[Start of section]

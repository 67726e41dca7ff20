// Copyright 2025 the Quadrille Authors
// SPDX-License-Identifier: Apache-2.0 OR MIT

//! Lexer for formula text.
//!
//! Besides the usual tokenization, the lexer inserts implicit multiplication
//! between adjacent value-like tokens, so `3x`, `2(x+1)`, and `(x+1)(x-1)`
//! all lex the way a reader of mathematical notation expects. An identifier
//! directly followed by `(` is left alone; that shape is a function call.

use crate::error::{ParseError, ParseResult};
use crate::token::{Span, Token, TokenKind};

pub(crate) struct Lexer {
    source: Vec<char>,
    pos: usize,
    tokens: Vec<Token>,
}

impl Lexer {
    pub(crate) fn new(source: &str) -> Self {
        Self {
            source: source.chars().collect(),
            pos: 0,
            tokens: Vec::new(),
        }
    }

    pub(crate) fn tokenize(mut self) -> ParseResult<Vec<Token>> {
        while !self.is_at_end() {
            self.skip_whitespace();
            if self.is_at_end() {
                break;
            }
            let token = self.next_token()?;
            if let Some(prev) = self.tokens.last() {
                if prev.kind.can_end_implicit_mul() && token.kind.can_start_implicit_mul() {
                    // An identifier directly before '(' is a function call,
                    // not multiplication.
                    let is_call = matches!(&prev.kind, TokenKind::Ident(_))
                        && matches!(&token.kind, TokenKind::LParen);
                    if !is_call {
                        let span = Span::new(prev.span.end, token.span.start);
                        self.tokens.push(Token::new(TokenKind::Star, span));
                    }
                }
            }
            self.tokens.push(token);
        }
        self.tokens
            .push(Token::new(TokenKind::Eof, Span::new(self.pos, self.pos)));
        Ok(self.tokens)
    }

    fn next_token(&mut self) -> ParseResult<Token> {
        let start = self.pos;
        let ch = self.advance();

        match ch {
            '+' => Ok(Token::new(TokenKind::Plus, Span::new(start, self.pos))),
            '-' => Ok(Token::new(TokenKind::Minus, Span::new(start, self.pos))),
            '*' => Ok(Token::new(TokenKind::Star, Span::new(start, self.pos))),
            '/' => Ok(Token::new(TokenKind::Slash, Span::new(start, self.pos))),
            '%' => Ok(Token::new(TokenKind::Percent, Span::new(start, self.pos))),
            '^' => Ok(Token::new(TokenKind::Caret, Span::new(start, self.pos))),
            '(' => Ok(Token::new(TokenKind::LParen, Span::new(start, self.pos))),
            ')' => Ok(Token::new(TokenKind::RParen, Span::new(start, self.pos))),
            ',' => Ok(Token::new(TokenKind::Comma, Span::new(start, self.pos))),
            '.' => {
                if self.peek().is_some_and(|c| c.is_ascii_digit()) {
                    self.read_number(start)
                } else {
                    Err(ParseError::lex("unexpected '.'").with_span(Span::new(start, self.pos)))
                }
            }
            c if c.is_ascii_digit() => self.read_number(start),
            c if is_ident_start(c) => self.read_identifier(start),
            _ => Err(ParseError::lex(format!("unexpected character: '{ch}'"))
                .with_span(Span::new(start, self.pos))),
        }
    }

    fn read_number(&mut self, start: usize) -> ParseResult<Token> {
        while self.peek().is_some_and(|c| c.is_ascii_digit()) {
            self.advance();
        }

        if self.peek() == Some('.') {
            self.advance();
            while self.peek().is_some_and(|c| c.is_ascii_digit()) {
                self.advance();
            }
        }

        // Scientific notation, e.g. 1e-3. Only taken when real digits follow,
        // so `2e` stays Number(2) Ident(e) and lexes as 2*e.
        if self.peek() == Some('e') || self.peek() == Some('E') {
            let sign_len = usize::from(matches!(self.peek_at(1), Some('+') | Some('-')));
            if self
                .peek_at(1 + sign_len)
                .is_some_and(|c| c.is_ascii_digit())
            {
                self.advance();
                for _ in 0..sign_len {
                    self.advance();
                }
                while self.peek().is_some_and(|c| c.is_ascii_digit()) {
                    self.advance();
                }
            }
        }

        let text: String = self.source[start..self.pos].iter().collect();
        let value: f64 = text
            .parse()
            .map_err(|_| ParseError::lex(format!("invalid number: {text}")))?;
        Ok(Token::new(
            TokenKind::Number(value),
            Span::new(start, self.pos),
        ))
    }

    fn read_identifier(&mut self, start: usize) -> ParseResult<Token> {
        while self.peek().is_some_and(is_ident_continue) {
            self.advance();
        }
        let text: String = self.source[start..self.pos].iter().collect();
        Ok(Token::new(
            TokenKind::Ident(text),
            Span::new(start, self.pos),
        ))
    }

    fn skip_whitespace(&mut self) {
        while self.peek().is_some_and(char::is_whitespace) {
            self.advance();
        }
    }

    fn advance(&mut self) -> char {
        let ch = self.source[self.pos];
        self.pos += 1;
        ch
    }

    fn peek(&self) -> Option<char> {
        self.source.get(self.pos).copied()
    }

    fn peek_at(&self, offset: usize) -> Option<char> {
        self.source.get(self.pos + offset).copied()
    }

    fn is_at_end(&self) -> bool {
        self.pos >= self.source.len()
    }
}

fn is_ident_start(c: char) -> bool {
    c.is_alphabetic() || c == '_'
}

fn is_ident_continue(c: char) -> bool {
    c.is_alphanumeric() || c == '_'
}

[End of section]
[Start of section]

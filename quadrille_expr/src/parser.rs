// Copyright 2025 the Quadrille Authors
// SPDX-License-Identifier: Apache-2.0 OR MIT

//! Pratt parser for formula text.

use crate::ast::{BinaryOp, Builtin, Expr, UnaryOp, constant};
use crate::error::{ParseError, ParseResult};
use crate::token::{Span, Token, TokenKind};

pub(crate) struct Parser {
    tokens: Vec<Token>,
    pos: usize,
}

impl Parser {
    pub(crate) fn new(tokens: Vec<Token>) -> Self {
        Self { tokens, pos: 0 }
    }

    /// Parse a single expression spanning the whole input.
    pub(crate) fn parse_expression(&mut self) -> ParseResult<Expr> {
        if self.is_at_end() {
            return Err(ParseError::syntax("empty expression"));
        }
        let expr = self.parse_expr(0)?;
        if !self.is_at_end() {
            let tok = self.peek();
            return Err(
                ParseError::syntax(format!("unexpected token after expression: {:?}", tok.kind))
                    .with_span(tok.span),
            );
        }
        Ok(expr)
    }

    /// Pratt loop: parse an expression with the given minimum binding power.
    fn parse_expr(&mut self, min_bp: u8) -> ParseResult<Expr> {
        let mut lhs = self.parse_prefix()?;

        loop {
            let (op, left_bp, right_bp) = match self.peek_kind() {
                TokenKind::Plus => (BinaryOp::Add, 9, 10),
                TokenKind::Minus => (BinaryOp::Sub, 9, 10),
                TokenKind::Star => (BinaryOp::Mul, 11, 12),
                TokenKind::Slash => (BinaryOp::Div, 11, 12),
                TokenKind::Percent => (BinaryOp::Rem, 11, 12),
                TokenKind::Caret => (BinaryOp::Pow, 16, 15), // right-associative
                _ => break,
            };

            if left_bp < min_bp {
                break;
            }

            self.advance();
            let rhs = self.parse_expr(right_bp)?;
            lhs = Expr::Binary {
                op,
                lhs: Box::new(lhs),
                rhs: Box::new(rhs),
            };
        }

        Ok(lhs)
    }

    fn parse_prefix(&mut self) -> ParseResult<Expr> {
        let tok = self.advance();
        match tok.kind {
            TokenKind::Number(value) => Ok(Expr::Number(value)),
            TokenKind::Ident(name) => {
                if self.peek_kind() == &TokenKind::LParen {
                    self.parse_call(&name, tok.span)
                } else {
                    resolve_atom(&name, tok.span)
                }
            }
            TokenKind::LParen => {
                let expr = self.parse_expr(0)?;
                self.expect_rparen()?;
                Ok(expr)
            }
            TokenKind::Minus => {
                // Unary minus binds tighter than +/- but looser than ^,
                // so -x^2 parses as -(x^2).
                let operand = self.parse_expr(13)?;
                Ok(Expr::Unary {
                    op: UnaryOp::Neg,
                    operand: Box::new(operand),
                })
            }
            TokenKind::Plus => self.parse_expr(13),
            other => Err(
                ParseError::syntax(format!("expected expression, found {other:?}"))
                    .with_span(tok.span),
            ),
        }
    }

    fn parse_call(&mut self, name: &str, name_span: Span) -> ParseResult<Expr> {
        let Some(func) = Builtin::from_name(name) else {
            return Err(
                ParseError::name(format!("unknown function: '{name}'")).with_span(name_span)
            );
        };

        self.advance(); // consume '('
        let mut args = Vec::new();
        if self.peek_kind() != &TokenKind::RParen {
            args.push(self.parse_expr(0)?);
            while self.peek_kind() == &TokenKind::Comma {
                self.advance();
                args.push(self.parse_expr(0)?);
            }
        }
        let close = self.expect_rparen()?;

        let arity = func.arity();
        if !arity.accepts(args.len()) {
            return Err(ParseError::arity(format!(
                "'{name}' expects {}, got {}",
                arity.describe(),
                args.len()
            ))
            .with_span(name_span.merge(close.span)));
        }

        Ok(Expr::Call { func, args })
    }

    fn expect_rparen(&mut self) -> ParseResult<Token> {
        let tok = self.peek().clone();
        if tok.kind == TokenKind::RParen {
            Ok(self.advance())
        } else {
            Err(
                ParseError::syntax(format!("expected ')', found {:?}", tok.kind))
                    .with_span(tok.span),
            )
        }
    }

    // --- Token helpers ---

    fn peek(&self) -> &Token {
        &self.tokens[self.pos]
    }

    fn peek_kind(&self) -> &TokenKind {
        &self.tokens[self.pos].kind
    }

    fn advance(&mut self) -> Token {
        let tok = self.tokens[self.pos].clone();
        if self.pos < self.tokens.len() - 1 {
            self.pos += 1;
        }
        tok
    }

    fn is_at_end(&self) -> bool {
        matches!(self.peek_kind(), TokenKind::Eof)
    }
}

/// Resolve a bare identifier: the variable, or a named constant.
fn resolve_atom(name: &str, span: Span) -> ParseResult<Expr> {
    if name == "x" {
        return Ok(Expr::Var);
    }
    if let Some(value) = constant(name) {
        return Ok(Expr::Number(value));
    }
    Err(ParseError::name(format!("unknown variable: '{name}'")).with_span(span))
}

[End of section]

_TRY IT_
Reading through the records above, report each line in which the string "expects" is found.

_TASK SOLUTION_
//! all lex the way a reader of mathematical notation expects. An identifier
                "'{name}' expects {}, got {}",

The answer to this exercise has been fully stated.